Lady Carstairs possesses the Lamp of Chronos which she thinks can bring her back to her deceased family – but all she sees is a window to a prison in 5th or 6th century BC. Before the Doctor can do anything about the Lamp – Sarah and Athena’s father fall through the open gateway. The Doctor takes the Lamp and Athena to his TARDIS and also travels back. But this takes time. Sarah is Quantum-Locked by a Medusa – a creature that is related to the Weeping Angels (whom this Doctor has heard of but never met). Sarah isn’t dead, but she’s locked – and food for the Medusa. Before the Professor, Athena, and the Doctor can escape the professor is not only turned to stone, but smashed – killing him. Lady Carstairs, a servant of the Medusa, has been turned partially to stone. Promised the ability to see her deceased family again – she’s also killed.
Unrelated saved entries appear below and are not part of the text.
//! Sensor role strategies and the shared begin/end contract
//!
//! A sensor's raw state is classified by its role into a begin or an end
//! transition. Bindings are resolved lazily from the sensor's
//! `OccupancyEvent` metadata on the first observed event and cached on the
//! owning location.

use super::LocationGraph;
use crate::domain::metadata::{minutes, Behavior, EventMetadata, SensorClass, SensorRole};
use crate::domain::types::{Metadata, EVENT_NAMESPACE};
use tracing::{debug, info, warn};

/// Canonical transition derived from a sensor state
#[derive(Debug, Clone, Copy, PartialEq, Eq)]
pub enum Transition {
    Begin,
    End,
}

/// One variant per sensor role
#[derive(Debug, Clone, Copy, PartialEq, Eq)]
pub enum SensorHandler {
    /// ON or a positive level begins, OFF or zero ends
    Switch(EventMetadata),
    /// OPEN begins, CLOSED ends
    Contact(EventMetadata),
    /// Like a contact, and holds a lock on the location while open
    Presence(EventMetadata),
    /// Every state change is a begin pulse
    AnyChange(EventMetadata),
    /// Not an occupancy sensor
    Ignored,
}

impl SensorHandler {
    pub fn for_metadata(metadata: EventMetadata) -> Self {
        match metadata.role {
            SensorRole::OnOff => SensorHandler::Switch(metadata),
            SensorRole::Contact | SensorRole::ContactMotion => SensorHandler::Contact(metadata),
            SensorRole::ContactPresence => SensorHandler::Presence(metadata),
            SensorRole::AnyChange => SensorHandler::AnyChange(metadata),
        }
    }

    pub fn metadata(&self) -> Option<&EventMetadata> {
        match self {
            SensorHandler::Switch(m)
            | SensorHandler::Contact(m)
            | SensorHandler::Presence(m)
            | SensorHandler::AnyChange(m) => Some(m),
            SensorHandler::Ignored => None,
        }
    }

    /// Map a raw state to a transition; `None` for states the role does not understand
    pub fn classify(&self, state: &str) -> Option<Transition> {
        match self {
            SensorHandler::Switch(_) => classify_switch(state),
            SensorHandler::Contact(_) | SensorHandler::Presence(_) => match state {
                "OPEN" => Some(Transition::Begin),
                "CLOSED" => Some(Transition::End),
                _ => None,
            },
            SensorHandler::AnyChange(_) => Some(Transition::Begin),
            SensorHandler::Ignored => None,
        }
    }

    /// Whether the role has an end state that can release a held lock
    fn can_end(&self) -> bool {
        matches!(self, SensorHandler::Switch(_) | SensorHandler::Contact(_) | SensorHandler::Presence(_))
    }
}

fn classify_switch(state: &str) -> Option<Transition> {
    match state {
        "ON" => return Some(Transition::Begin),
        "OFF" => return Some(Transition::End),
        _ => {}
    }
    // dimmers report a percentage, color items "h,s,b" where brightness decides
    let level = state.rsplit(',').next()?.trim().parse::<f64>().ok()?;
    if level > 0.0 {
        Some(Transition::Begin)
    } else if level == 0.0 {
        Some(Transition::End)
    } else {
        None
    }
}

/// Cached per-sensor binding on a location
#[derive(Debug, Clone, Copy, PartialEq, Eq)]
pub struct SensorBinding {
    pub handler: SensorHandler,
    /// This sensor took an `OccupiedUntilEnded` lock that its end event releases
    pub holds_until_ended: bool,
    /// This presence sensor holds its lock
    pub holds_presence: bool,
}

impl SensorBinding {
    pub fn new(handler: SensorHandler) -> Self {
        Self { handler, holds_until_ended: false, holds_presence: false }
    }
}

impl LocationGraph {
    /// Route a sensor state change to the location's handler for that sensor
    pub(crate) fn handle_sensor_state(&mut self, location: &str, item: &str, state: &str) {
        let Some(mut binding) = self.binding_for(location, item) else {
            return;
        };
        let Some(metadata) = binding.handler.metadata().copied() else {
            return;
        };

        let Some(transition) = binding.handler.classify(state) else {
            warn!(location = %location, item = %item, state = %state, role = metadata.role.as_str(), "sensor_state_unrecognised");
            return;
        };
        self.metrics.record_sensor_event();
        debug!(location = %location, item = %item, state = %state, transition = ?transition, "sensor_event");

        let presence = matches!(binding.handler, SensorHandler::Presence(_));
        match transition {
            Transition::Begin => {
                self.begin_event(location, item, &metadata, &mut binding);
                if presence && !binding.holds_presence {
                    info!(location = %location, item = %item, "presence_lock_engaged");
                    self.lock(location, None);
                    binding.holds_presence = true;
                }
            }
            Transition::End => {
                self.end_event(location, item, &metadata, &mut binding);
                if presence && binding.holds_presence {
                    info!(location = %location, item = %item, "presence_lock_released");
                    binding.holds_presence = false;
                    self.unlock(location);
                }
            }
        }

        if let Some(node) = self.nodes.get_mut(location) {
            node.bindings.insert(item.to_string(), binding);
        }
    }

    /// Shared begin contract
    pub(crate) fn begin_event(
        &mut self,
        location: &str,
        item: &str,
        metadata: &EventMetadata,
        binding: &mut SensorBinding,
    ) {
        let Some(node) = self.nodes.get(location) else { return };
        if node.is_locked() {
            info!(location = %location, item = %item, "begin_event_ignored_locked");
            self.metrics.record_guard_rejection();
            return;
        }
        let occupied = node.is_occupied();

        if metadata.has(Behavior::OnlyIfLocationVacant) && occupied {
            warn!(location = %location, item = %item, "begin_event_ignored_already_occupied");
            return;
        }

        let mut duration = metadata.begin_minutes.map(minutes);
        if metadata.has(Behavior::OverrideTimesIfVacant) && !occupied {
            duration = None;
        }

        self.set_occupied(location, item, duration);

        if metadata.has(Behavior::OccupiedUntilEnded) && !binding.holds_until_ended {
            info!(location = %location, item = %item, "occupied_until_ended_lock");
            self.lock(location, None);
            binding.holds_until_ended = true;
        }
    }

    /// Shared end contract
    pub(crate) fn end_event(
        &mut self,
        location: &str,
        item: &str,
        metadata: &EventMetadata,
        binding: &mut SensorBinding,
    ) {
        let Some(node) = self.nodes.get(location) else { return };
        if node.is_locked() {
            if binding.holds_until_ended {
                info!(location = %location, item = %item, "occupied_until_ended_released");
                binding.holds_until_ended = false;
                self.unlock(location);
            } else {
                info!(location = %location, item = %item, "end_event_ignored_locked");
            }
            return;
        }
        let occupied = node.is_occupied();

        match metadata.end_minutes {
            Some(0) => self.set_vacant(location, item),
            Some(end) if occupied => {
                debug!(location = %location, item = %item, minutes = end, "end_event_refresh");
                self.start_timer(location, minutes(end));
            }
            Some(_) => {
                debug!(location = %location, item = %item, "end_event_refresh_skipped_vacant");
            }
            None => {}
        }
    }

    /// Drop a sensor's cached binding on every location
    ///
    /// With `rebind` set, locks held by the old binding move to the freshly
    /// resolved one when it can still release them. Every other hold is
    /// released here, so no lock level outlives its sensor binding.
    pub(crate) fn unbind_sensor(&mut self, item: &str, rebind: bool) {
        let dropped: Vec<(String, SensorBinding)> = self
            .nodes
            .values_mut()
            .filter_map(|node| node.bindings.remove(item).map(|binding| (node.name.clone(), binding)))
            .collect();

        for (location, old) in dropped {
            debug!(location = %location, item = %item, "sensor_binding_dropped");
            let mut presence = old.holds_presence;
            let mut until_ended = old.holds_until_ended;

            let still_here = self.registry.location_of(item).as_deref() == Some(location.as_str());
            if rebind && still_here && (presence || until_ended) {
                if let Some(mut binding) = self.binding_for(&location, item) {
                    if presence && matches!(binding.handler, SensorHandler::Presence(_)) {
                        binding.holds_presence = true;
                        presence = false;
                    }
                    if until_ended && binding.handler.can_end() {
                        binding.holds_until_ended = true;
                        until_ended = false;
                    }
                    if let Some(node) = self.nodes.get_mut(&location) {
                        node.bindings.insert(item.to_string(), binding);
                    }
                }
            }

            for _ in 0..(usize::from(presence) + usize::from(until_ended)) {
                info!(location = %location, item = %item, "sensor_lock_released_on_unbind");
                self.unlock(&location);
            }
        }
    }

    /// Cached binding, resolving it from metadata on first use
    fn binding_for(&mut self, location: &str, item: &str) -> Option<SensorBinding> {
        let node = self.nodes.get(location)?;
        if let Some(binding) = node.bindings.get(item) {
            return Some(*binding);
        }

        let resolved = EventMetadata::resolve(item, self.registry.metadata(item, EVENT_NAMESPACE));
        for warning in &resolved.warnings {
            warn!(location = %location, item = %item, warning = %warning, "event_metadata_invalid");
        }
        self.metrics.record_config_warnings(resolved.warnings.len());

        let handler = match resolved.value {
            SensorClass::Sensor(metadata) => {
                info!(location = %location, item = %item, metadata = %metadata, "sensor_bound");
                SensorHandler::for_metadata(metadata)
            }
            SensorClass::UnknownRole(role) => {
                warn!(location = %location, item = %item, role = %role, "sensor_role_unknown");
                SensorHandler::Ignored
            }
            SensorClass::Unconfigured => {
                info!(location = %location, item = %item, "sensor_not_configured");
                if self.create_event_metadata && self.registry.metadata(item, EVENT_NAMESPACE).is_none() {
                    self.registry.replace_metadata(item, EVENT_NAMESPACE, Metadata::default());
                    info!(item = %item, namespace = EVENT_NAMESPACE, "metadata_placeholder_created");
                }
                SensorHandler::Ignored
            }
        };

        let binding = SensorBinding::new(handler);
        if let Some(node) = self.nodes.get_mut(location) {
            node.bindings.insert(item.to_string(), binding);
        }
        Some(binding)
    }
}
The Doctor and Athena are teleported to Zeus, a hologram of a being from another world, who’s ship crashed a long time ago. The ships defenses realise the Medusa is about to escape – so the self-destruct is activated. The Doctor offers to bring the Medusa to a land with abundant non-sentient life for her to feed on, but she refuses. So Athena throws the Lamp of Chronos back in her prison with her – where it will eventually be dug up by Lady Carstairs’ husband, a dabbler in antiquities. Thus the very long time loop is completed. The Doctor frees Sarah and the other statutes from stone. Just before leaving Athena introduces Sarah and the Doctor to her fiancé, Naval Lieutenant Dr. Albert Sullivan.

Gaze of Medusa gives a well-known story a bit of a twist by making the Medusa an alien, but it’s still an enjoyable tale. I liked the Professor (though he’s a bit pompous and chauvinistic – that’s very time-appropriate) and his daughter, Athena, is a character I’d like to see again. Fans of the Fourth Doctor will enjoy this graphic novel a lot. The art is also gorgeous!

Book Review – Doctor Who A Device of Death

  • Title: A Device of Death
  • Series: Virgin Publishing Doctor Who Missing Adventures
  • Author: Christopher Bulis
  • Characters: Fourth Doctor, Sarah Jane Smith, Dr. Harry Sullivan
  • Date Reviewed on GoodReads: 12/17/2014

A Device of Death is a volume in Virgin Publishing’s Missing Adventures series of Doctor Who original novels. This story features the Fourth Doctor as played by Tom Baker, Sarah Jane Smith, and medical doctor and naval officer, Dr. Harry Sullivan. The novel opens with the Time Lords in an emergency monitoring station, monitoring a Time Quake as a result of the aired story, Genesis of the Daleks. They attempt to rescue the Doctor and his companions from the quake, but it doesn’t quite go perfectly and Harry, the Doctor, and Sarah end-up in three different locations in a solar system at war. So, right from the beginning our characters are split up. This means the novel moves very fast as the reader wants to know what’s happening to all three characters. The conflict also can only be resolved with information from all three locations. And in grand Doctor Who fashion both the Doctor and his companions get involved in local affairs, and become instrumental in figuring things out – especially, once they are re-united and can compare notes. The resulting secret they discover/figure out I found to be slightly predictable, and thus a tad disappointing. However, I still found “A Device of Death” to be quite the fun romp (despite the grim circumstances of the secondary/original characters) and the book was an enjoyable and quick read.